Let's import the data first and have a look.
This format is a little different from our drawing format. We still need to make some adjustments. Another problem is that the upper and lower intervals of the 95% CI are connected together. To extract them separately, we need to use a little knowledge of very simple regular expressions. To use regular expressions, you need to use the stringr package. Let's put forward 95% ci first.
library(stringr)
cl<-bc$`95%Cl`
The table made by the author of the article is very neat. We need to use the str_sub function to extract it. This function is very simple to use. Just enter its position if you want to extract the content. The lower limit is 1-5 positions. Note here that the decimal point also occupies a position
bc$low<-str_sub(cl,1,5)
Next we extract the upper limit interval, the position is 7-11
bc$hi<-str_sub(cl,7,11)
The data is extracted separately
The next step is to import the forestploter package to draw the forest map
library(grid)
library(forestploter)
Give it a blank space for the first variable, and it will look better when it is drawn later
bc$Outcome<- ifelse(!is.na(bc$`sample size`), bc$Outcome, paste0(" ", bc$Outcome))
The sample size, P-Value
variables, etc. will be drawn next, and we will turn the missing places into spaces
bc$`sample size` <- ifelse(is.na(bc$`sample size`), "", bc$`sample size`)
bc$`P-Value` <- ifelse(is.na(bc$`P-Value`), "", bc$`P-Value`)
Generate a variable se, which represents the size of the square when drawing
bc$se <- (log(as.numeric(bc$hi)) - log(as.numeric(bc$OR)))/1.96
Convert hi and low into numbers, and use it later to convert
bc$hi<-as.numeric(bc$hi)
bc$low <-as.numeric(bc$low)
Generate OR (95% CI)
bc$`OR (95% CI)` <- ifelse(is.na(bc$se), "",
sprintf("%.2f (%.2f to %.2f)",
bc$OR, bc$low, bc$hi))#sprintF返回字符和可变量组合
generate an empty plot interval
bc$` ` <- paste(rep(" ", 20), collapse = " ")
The final data format is as follows
Drawing, here note that moving down ci_column = 4 is determined by the data generated later
forest(bc[,c(1:2,9,10,5)],
est = bc$OR, #效应值
lower = bc$low, #可信区间下限
upper = bc$hi, #可信区间上限
sizes = bc$se,
ci_column = 4, #在那一列画森林图,要选空的那一列
ref_line = 1,
arrow_lab = c("No Schizophrenia", "Schizophrenia"),
xlim = c(0, 4),
ticks_at = c(0.5, 1, 2, 3),
footnote = "This is the demo data. Please feel free to change\nanything you want.")
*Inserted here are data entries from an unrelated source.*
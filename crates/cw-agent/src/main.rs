mod config;
mod console_host;
mod http_directory;
mod logging;

use anyhow::Context;
use clap::Parser;
use cw_socket::{Connection, EventChannel, FilePreferenceStore, Preferences, TransportOptions};
use std::{env, path::PathBuf, sync::Arc, time::Duration};
use tracing::{error, info, warn};
use url::Url;

use crate::config::{
    config_path, default_prefs_path, load_config, resolve_log_dir, resolve_log_stdout,
    resolve_url, save_config,
};
use crate::console_host::ConsoleHost;
use crate::http_directory::HttpConnection;

const REAUTH_POLL: Duration = Duration::from_secs(1);
/// A handshake with no verdict by then is retried on a later tick.
const AUTH_TIMEOUT: Duration = Duration::from_secs(10);

#[derive(Parser, Debug)]
#[command(name = "cw-agent", about = "Follow project events from a control plane")]
struct Args {
    /// Control plane base url.
    #[arg(long)]
    url: Option<String>,
    /// Socket namespace, without a leading slash.
    #[arg(long)]
    namespace: Option<String>,
    #[arg(long)]
    label: Option<String>,
    /// Require token authentication on the event channel.
    #[arg(long)]
    remote: bool,
    #[arg(long, env = "CW_TOKEN", hide_env_values = true)]
    token: Option<String>,
    #[arg(long)]
    config: Option<PathBuf>,
    #[arg(long)]
    log_dir: Option<String>,
    /// Preferences file for one-time prompts and onboarding toggles.
    #[arg(long)]
    prefs: Option<PathBuf>,
    /// Write the effective config file and exit.
    #[arg(long)]
    init_config: bool,
}

#[tokio::main]
async fn main() -> anyhow::Result<()> {
    let args = Args::parse();
    let config_file = config_path(args.config.as_deref());
    let mut config = load_config(&config_file)?;

    if args.init_config {
        if let Some(url) = args.url.clone() {
            config.connection.url = url;
        }
        if let Some(namespace) = args.namespace.clone() {
            config.connection.namespace = namespace;
        }
        if let Some(label) = args.label.clone() {
            config.connection.label = label;
        }
        config.connection.remote |= args.remote;
        save_config(&config_file, &config)
            .with_context(|| format!("failed to write {}", config_file.display()))?;
        println!("{}", config_file.display());
        return Ok(());
    }

    let label = args
        .label
        .clone()
        .unwrap_or_else(|| config.connection.label.clone());
    let log_dir = resolve_log_dir(args.log_dir.as_deref(), &config);
    let _log_guard = logging::init_logging(&log_dir, &label, resolve_log_stdout());
    info!("config: {}", config_file.display());

    let url = resolve_url(args.url.as_deref(), &config.connection);
    let url = Url::parse(&url).with_context(|| format!("invalid control plane url {url}"))?;
    let namespace = args
        .namespace
        .clone()
        .unwrap_or_else(|| config.connection.namespace.clone());
    let remote = args.remote || config.connection.remote;
    let token = args.token.clone().filter(|token| !token.trim().is_empty());
    if remote && token.is_none() {
        anyhow::bail!("remote connections need a token (--token or CW_TOKEN)");
    }

    let workspace = env::current_dir().unwrap_or_else(|_| PathBuf::from("."));
    let connection = Arc::new(HttpConnection::new(
        url,
        label,
        remote,
        token.clone(),
        workspace,
    )?);
    if let Err(err) = connection.update_projects().await {
        warn!("initial project list unavailable: {err}");
    }
    info!(
        "{} projects known on {}",
        connection.project_count(),
        connection.url()
    );

    let prefs_path = args
        .prefs
        .clone()
        .or_else(|| config.prefs_path.clone())
        .unwrap_or_else(default_prefs_path);
    let prefs = Preferences::new(
        Arc::new(FilePreferenceStore::open(prefs_path)),
        config.onboarding,
    );

    let channel = EventChannel::open(
        connection,
        &namespace,
        Arc::new(ConsoleHost),
        prefs,
        TransportOptions::default(),
    )?;
    info!("listening on {channel}");

    let auth_task =
        token.map(|token| tokio::spawn(keep_authenticated(Arc::clone(&channel), token)));

    tokio::signal::ctrl_c()
        .await
        .context("failed to listen for ctrl-c")?;
    info!("shutting down");
    channel.dispose();
    if let Some(task) = auth_task {
        task.abort();
    }
    Ok(())
}

/// Remote channels lose authorization on every disconnect, so the handshake
/// is repeated whenever the channel is connected but not authorized.
async fn keep_authenticated(channel: Arc<EventChannel>, token: String) {
    let mut ticker = tokio::time::interval(REAUTH_POLL);
    loop {
        ticker.tick().await;
        if channel.is_disposed() {
            return;
        }
        if !channel.is_connected() || channel.is_authorized() {
            continue;
        }
        try_authenticate(&channel, &token, AUTH_TIMEOUT).await;
    }
}

async fn try_authenticate(channel: &EventChannel, token: &str, limit: Duration) -> bool {
    match tokio::time::timeout(limit, channel.authenticate(token)).await {
        Ok(Ok(())) => {
            info!("authenticated {channel}");
            true
        }
        Ok(Err(err)) => {
            error!("authentication failed for {channel}: {err}");
            false
        }
        Err(_) => {
            warn!("no authentication verdict for {channel} after {limit:?}, retrying");
            false
        }
    }
}

#[cfg(test)]
mod tests {
    use super::*;
    use cw_core::{ClientMessage, ServerMessage};
    use cw_socket::{ChannelError, OnboardingSettings, Transport, TransportEvent};

    /// Accepts every message and never answers.
    struct SilentTransport;

    impl Transport for SilentTransport {
        fn emit(&self, _message: ClientMessage) -> Result<(), ChannelError> {
            Ok(())
        }

        fn close(&self) {}
    }

    fn remote_channel() -> Arc<EventChannel> {
        let url = Url::parse("https://cw.example.com").expect("url");
        let connection = HttpConnection::new(
            url.clone(),
            "remote",
            true,
            Some("t".to_string()),
            PathBuf::from("/workspace"),
        )
        .expect("connection");
        EventChannel::with_transport(
            Arc::new(connection),
            url,
            Arc::new(SilentTransport),
            Arc::new(ConsoleHost),
            Preferences::in_memory(OnboardingSettings::default()),
        )
    }

    #[tokio::test]
    async fn unanswered_handshake_times_out() {
        let channel = remote_channel();
        channel.on_transport_event(TransportEvent::Connected);

        assert!(!try_authenticate(&channel, "t", Duration::from_millis(50)).await);
        assert!(channel.is_connected());
        assert!(!channel.is_authorized());
    }

    #[tokio::test(flavor = "multi_thread", worker_threads = 2)]
    async fn answered_handshake_authorizes() {
        let channel = remote_channel();
        channel.on_transport_event(TransportEvent::Connected);

        let acker = Arc::clone(&channel);
        let ack = async move {
            tokio::time::sleep(Duration::from_millis(20)).await;
            acker.on_transport_event(TransportEvent::Message(ServerMessage::Authenticated));
        };
        let (authorized, ()) =
            tokio::join!(try_authenticate(&channel, "t", Duration::from_secs(5)), ack);
        assert!(authorized);
        assert!(channel.is_ready());
    }
}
We can also set a format for the forest map first, and then use this format later
tm <- forest_theme(base_size = 10, #文本的大小
# Confidence interval point shape, line type/color/width
ci_pch = 15, #可信区间点的形状
ci_col = "#762a83", #CI的颜色
ci_fill = "blue", #ci颜色填充
ci_alpha = 0.8, #ci透明度
ci_lty = 1, #CI的线型
ci_lwd = 1.5, #CI的线宽
ci_Theight = 0.2, # Set an T end at the end of CI ci的高度,默认是NULL
# Reference line width/type/color 参考线默认的参数,中间的竖的虚线
refline_lwd = 1, #中间的竖的虚线
refline_lty = "dashed",
refline_col = "grey20",
# Vertical line width/type/color 垂直线宽/类型/颜色 可以添加一条额外的垂直线,如果没有就不显示
vertline_lwd = 1, #可以添加一条额外的垂直线,如果没有就不显示
vertline_lty = "dashed",
vertline_col = "grey20",
# Change summary color for filling and borders 更改填充和边框的摘要颜色
summary_fill = "yellow", #汇总部分大菱形的颜色
summary_col = "#4575b4",
# Footnote font size/face/color 脚注字体大小/字体/颜色
footnote_cex = 0.6,
footnote_fontface = "italic",
footnote_col = "red")
Use this template to draw
forest(bc[,c(1:2,9,10,5)],
est = bc$OR, #效应值
lower = bc$low, #可信区间下限
upper = bc$hi, #可信区间上限
sizes = bc$se,
ci_column = 4, #在那一列画森林图,要选空的那一列
ref_line = 1,
arrow_lab = c("No Schizophrenia", "Schizophrenia"),
xlim = c(0, 4),
ticks_at = c(0.5, 1, 2, 3),
footnote = "This is the demo data. Please feel free to change\nanything you want.",
theme = tm)
Such a forest map that conforms to the publication of the paper is ready.